Be careful how you measure success.


article in the Times last week on Tiger Woods. For some reaason i am always facinated by insights into the weakenesses of others. i guess it helps me make sense of my own failings (or should that be makes me feel better about my own failings!)
if you don't know the story, 'the greatest golfer that ever lived' and one of the biggest earning people on the planet, has admitted to having an affair (amid lurid rumours of a whole gaggle of affairs) for which his wife beat him up good and proper. he tried to cover it up by faking a car accident, and then locked himeself away pretending no one could see him like a three year old. finally he decided to come clean, and today he has confessed to the world, asked for forgiveness and declared he is taking an indefinate break from the game of golf to sort out his private life 'I need to focus my attention on being a better husband, father, and person.'
Shocking?
Not really, maybe the shock is that he has finally admitted to being human after years putting on the show of a machine. Others have commented far more eloquently on the matter than i could, Ed Smith in the Times article says:
Woods has been fighting the imperfections of humanity all his life. Being human demands weakness, vulnerability and unpredictability; Woods has always eschewed all three. His template has been half-god, half-machine — a god to his fans, a machine to himself. Who can be surprised that he is starting to crack under the strain?
Well put, and he's not the only one who is letting it all hand out at the moment. if you follow the radio and TV celberity-interview-i'm-publishing-a-book circus you wont have been able to miss the voice/face of Andre Agassi thsi past week (Simon Mayo radio 5 tuesday, Jonathon Ross BBC1 Friday) Agassi has been telling everyone who will listen (and will hopefully buy his book) how miserable he was.
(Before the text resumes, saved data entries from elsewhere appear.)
//! Outbound HTTP with a single retry/backoff policy.
//!
//! Every network call made by the activator, the downloader, the provider client and
//! the search adapter goes through [`RetryingClient`]:
//!
//! - Up to `max_attempts` attempts per call (default 3)
//! - HTTP 429 waits the current delay, doubles it, and retries; the attempt still counts
//! - Any other unaccepted status or transport fault waits, doubles and retries the same way
//! - Per-call timeouts count as transport faults
//! - Timed-out non-idempotent calls are not repeated
//! - Exhaustion is returned as [`HttpError`], never a panic

mod config;
mod error;
mod reqwest_transport;
mod retry;
mod traits;
mod types;

pub use config::{RetryPolicy, TimeoutConfig};
pub use error::{AttemptFailure, HttpError, TransportError};
pub use reqwest_transport::ReqwestTransport;
pub use retry::RetryingClient;
pub use traits::Transport;
pub use types::{
    AcceptStatus, BodyStream, BufferedResponse, HttpRequest, HttpResponse, Idempotency, Method,
    DEFAULT_REQUEST_TIMEOUT,
};
//! reqwest-backed transport with provider basic auth.

use std::time::Duration;

use async_trait::async_trait;
use futures::StreamExt;
use reqwest::Client;

use super::error::TransportError;
use super::traits::Transport;
use super::types::{HttpRequest, HttpResponse, Method};

/// Production transport.
///
/// Authenticated requests use HTTP basic auth with the API key as the user name and an
/// empty password. Timeouts are applied by the retrying client, not here.
pub struct ReqwestTransport {
    client: Client,
    api_key: String,
}

impl ReqwestTransport {
    pub fn new(api_key: impl Into<String>) -> Result<Self, TransportError> {
        let client = Client::builder()
            .connect_timeout(Duration::from_secs(30))
            .user_agent(concat!("scenefetch/", env!("CARGO_PKG_VERSION")))
            .build()
            .map_err(|e| TransportError::Request(format!("Failed to create HTTP client: {}", e)))?;

        Ok(Self {
            client,
            api_key: api_key.into(),
        })
    }
}

#[async_trait]
impl Transport for ReqwestTransport {
    async fn send(&self, request: &HttpRequest) -> Result<HttpResponse, TransportError> {
        let mut builder = match request.method {
            Method::Get => self.client.get(&request.url),
            Method::Post => self.client.post(&request.url),
        };

        if request.authenticated {
            builder = builder.basic_auth(&self.api_key, Some(""));
        }
        if let Some(body) = &request.body {
            builder = builder.json(body);
        }

        let response = builder.send().await?;
        let status = response.status().as_u16();
        let body = response
            .bytes_stream()
            .map(|chunk| chunk.map_err(TransportError::from))
            .boxed();

        Ok(HttpResponse::new(status, body))
    }
}
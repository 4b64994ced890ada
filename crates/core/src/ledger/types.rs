use std::collections::BTreeMap;
use std::fmt;

use serde::{Deserialize, Serialize};

use super::LedgerError;

/// Structured identity of one lifecycle record: an item and one of its asset types.
#[derive(Debug, Clone, PartialEq, Eq, Hash, PartialOrd, Ord)]
pub struct AssetKey {
    item_id: String,
    asset_type: String,
}

impl AssetKey {
    pub fn new(item_id: impl Into<String>, asset_type: impl Into<String>) -> Self {
        Self {
            item_id: item_id.into(),
            asset_type: asset_type.into(),
        }
    }

    pub fn item_id(&self) -> &str {
        &self.item_id
    }

    pub fn asset_type(&self) -> &str {
        &self.asset_type
    }
}

/// Persisted form: `{item_id}_{asset_type}`.
impl fmt::Display for AssetKey {
    fn fmt(&self, f: &mut fmt::Formatter<'_>) -> fmt::Result {
        write!(f, "{}_{}", self.item_id, self.asset_type)
    }
}

/// Provider-side activation progress. Absence from the ledger means unknown.
///
/// Ordered so that a transition is allowed only when it moves forward.
#[derive(Debug, Clone, Copy, PartialEq, Eq, PartialOrd, Ord, Serialize, Deserialize)]
pub enum ActivationState {
    /// Activation was requested and has not been observed active yet.
    #[serde(rename = "activating")]
    Requested,
    /// The provider reported the asset active.
    #[serde(rename = "active")]
    Active,
}

impl ActivationState {
    pub fn as_str(&self) -> &'static str {
        match self {
            ActivationState::Requested => "activating",
            ActivationState::Active => "active",
        }
    }
}

impl fmt::Display for ActivationState {
    fn fmt(&self, f: &mut fmt::Formatter<'_>) -> fmt::Result {
        f.write_str(self.as_str())
    }
}

/// The ledger's view of one asset.
#[derive(Debug, Clone, Copy, PartialEq, Eq, Default)]
pub struct AssetRecord {
    pub activation: Option<ActivationState>,
    pub downloaded: bool,
}

/// Whole-file snapshot of activation and download progress.
///
/// Serializes as `{"activated_scenes": {...}, "downloaded_scenes": {...}}`.
#[derive(Debug, Clone, Default, PartialEq, Eq, Serialize, Deserialize)]
pub struct Ledger {
    #[serde(rename = "activated_scenes", default)]
    activated: BTreeMap<String, ActivationState>,
    #[serde(rename = "downloaded_scenes", default)]
    downloaded: BTreeMap<String, bool>,
}

impl Ledger {
    pub fn new() -> Self {
        Self::default()
    }

    pub fn activation(&self, key: &AssetKey) -> Option<ActivationState> {
        self.activated.get(&key.to_string()).copied()
    }

    pub fn is_downloaded(&self, key: &AssetKey) -> bool {
        self.downloaded
            .get(&key.to_string())
            .copied()
            .unwrap_or(false)
    }

    pub fn record(&self, key: &AssetKey) -> AssetRecord {
        AssetRecord {
            activation: self.activation(key),
            downloaded: self.is_downloaded(key),
        }
    }

    /// Records that activation was requested. Returns whether the ledger changed.
    pub fn mark_requested(&mut self, key: &AssetKey) -> bool {
        self.advance(key, ActivationState::Requested)
    }

    /// Records that the asset is active. Returns whether the ledger changed.
    pub fn mark_active(&mut self, key: &AssetKey) -> bool {
        self.advance(key, ActivationState::Active)
    }

    /// Records a completed download. Only allowed once the asset is active.
    pub fn mark_downloaded(&mut self, key: &AssetKey) -> Result<bool, LedgerError> {
        if self.activation(key) != Some(ActivationState::Active) {
            return Err(LedgerError::NotActive {
                key: key.to_string(),
            });
        }
        let previous = self.downloaded.insert(key.to_string(), true);
        Ok(previous != Some(true))
    }

    /// Forgets a download whose file is gone. Activation state is kept.
    pub fn clear_downloaded(&mut self, key: &AssetKey) -> bool {
        self.downloaded.remove(&key.to_string()).is_some()
    }

    /// Moves activation forward; a backwards or repeated transition is ignored.
    fn advance(&mut self, key: &AssetKey, to: ActivationState) -> bool {
        let key = key.to_string();
        match self.activated.get(&key) {
            Some(current) if *current >= to => false,
            _ => {
                self.activated.insert(key, to);
                true
            }
        }
    }

    pub fn summary(&self) -> LedgerSummary {
        LedgerSummary {
            activated: self
                .activated
                .iter()
                .map(|(key, state)| (key.clone(), *state))
                .collect(),
            downloaded: self
                .downloaded
                .iter()
                .filter(|(_, done)| **done)
                .map(|(key, _)| key.clone())
                .collect(),
        }
    }
}

/// Flattened view for status reporting.
#[derive(Debug, Clone, PartialEq, Eq)]
pub struct LedgerSummary {
    pub activated: Vec<(String, ActivationState)>,
    pub downloaded: Vec<String>,
}

impl LedgerSummary {
    pub fn active_count(&self) -> usize {
        self.activated
            .iter()
            .filter(|(_, state)| *state == ActivationState::Active)
            .count()
    }
}

#[cfg(test)]
mod tests {
    use super::*;

    fn key() -> AssetKey {
        AssetKey::new("S1", "basic_analytic_8b")
    }

    #[test]
    fn test_asset_key_display() {
        assert_eq!(key().to_string(), "S1_basic_analytic_8b");
        assert_eq!(key().item_id(), "S1");
        assert_eq!(key().asset_type(), "basic_analytic_8b");
    }

    #[test]
    fn test_fresh_ledger_is_unknown() {
        let ledger = Ledger::new();
        assert_eq!(ledger.record(&key()), AssetRecord::default());
    }

    #[test]
    fn test_activation_moves_forward() {
        let mut ledger = Ledger::new();
        assert!(ledger.mark_requested(&key()));
        assert_eq!(ledger.activation(&key()), Some(ActivationState::Requested));
        assert!(ledger.mark_active(&key()));
        assert_eq!(ledger.activation(&key()), Some(ActivationState::Active));
    }

    #[test]
    fn test_activation_never_regresses() {
        let mut ledger = Ledger::new();
        ledger.mark_active(&key());
        assert!(!ledger.mark_requested(&key()));
        assert_eq!(ledger.activation(&key()), Some(ActivationState::Active));
        assert!(!ledger.mark_active(&key()));
    }

    #[test]
    fn test_unknown_can_jump_to_active() {
        let mut ledger = Ledger::new();
        assert!(ledger.mark_active(&key()));
        assert_eq!(ledger.activation(&key()), Some(ActivationState::Active));
    }

    #[test]
    fn test_mark_downloaded_requires_active() {
        let mut ledger = Ledger::new();
        assert!(matches!(
            ledger.mark_downloaded(&key()),
            Err(LedgerError::NotActive { .. })
        ));

        ledger.mark_requested(&key());
        assert!(ledger.mark_downloaded(&key()).is_err());

        ledger.mark_active(&key());
        assert!(ledger.mark_downloaded(&key()).unwrap());
        assert!(!ledger.mark_downloaded(&key()).unwrap());
        assert!(ledger.is_downloaded(&key()));
    }

    #[test]
    fn test_clear_downloaded_keeps_activation() {
        let mut ledger = Ledger::new();
        ledger.mark_active(&key());
        ledger.mark_downloaded(&key()).unwrap();

        assert!(ledger.clear_downloaded(&key()));
        assert!(!ledger.is_downloaded(&key()));
        assert_eq!(ledger.activation(&key()), Some(ActivationState::Active));
        assert!(!ledger.clear_downloaded(&key()));
    }

    #[test]
    fn test_wire_format() {
        let mut ledger = Ledger::new();
        ledger.mark_requested(&key());
        let json = serde_json::to_value(&ledger).unwrap();
        assert_eq!(
            json,
            serde_json::json!({
                "activated_scenes": {"S1_basic_analytic_8b": "activating"},
                "downloaded_scenes": {}
            })
        );

        ledger.mark_active(&key());
        ledger.mark_downloaded(&key()).unwrap();
        let json = serde_json::to_value(&ledger).unwrap();
        assert_eq!(json["activated_scenes"]["S1_basic_analytic_8b"], "active");
        assert_eq!(json["downloaded_scenes"]["S1_basic_analytic_8b"], true);
    }

    #[test]
    fn test_reads_legacy_file_with_missing_section() {
        let ledger: Ledger =
            serde_json::from_str(r#"{"activated_scenes": {"A_ortho_visual": "active"}}"#)
                .unwrap();
        let key = AssetKey::new("A", "ortho_visual");
        assert_eq!(ledger.activation(&key), Some(ActivationState::Active));
        assert!(!ledger.is_downloaded(&key));
    }

    #[test]
    fn test_summary() {
        let mut ledger = Ledger::new();
        let a = AssetKey::new("A", "ortho_visual");
        let b = AssetKey::new("B", "ortho_visual");
        ledger.mark_requested(&a);
        ledger.mark_active(&b);
        ledger.mark_downloaded(&b).unwrap();

        let summary = ledger.summary();
        assert_eq!(summary.activated.len(), 2);
        assert_eq!(summary.active_count(), 1);
        assert_eq!(summary.downloaded, vec!["B_ortho_visual".to_string()]);
    }
}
Wretched in fact. apparently he hated tennis, hated his marriage, hated his father, heted well... life. and then it all turned around, steffi Graf and all.
Agassi speakes with saged clarity about himself. precient of his own feelings and particularly weaknesses. 'Be careful how you measure success' was the advice he gave one caller to a radio show. Wise words indeed.
so what about you and me? We are never likely to have the attention/fame/notoriety 'success' these guys have. We may think that our fall from grace could never be as bad as theirs. But think on that a minute - we can only measure any human rise or fall in the context of the life surrounds it. what would it feel like if your biggest darkest secret came to light? How would that affect your family, your mum & dad, your kids?
so 'fess-up guys (and girls) at least to yourself. it may be that God gave these guys success (and failure) to teach us all a lesson -at their expense - to help us all to wake up to the fact of our own imperfections. Lets deal with what we can, with ourselves, our loved ones, with those that can help us in the process. Or (possibly AND) with, as the 12 step programmes put it, the Higher Power. Surely Tiger, Andre, me and you need Him/Her more than ever?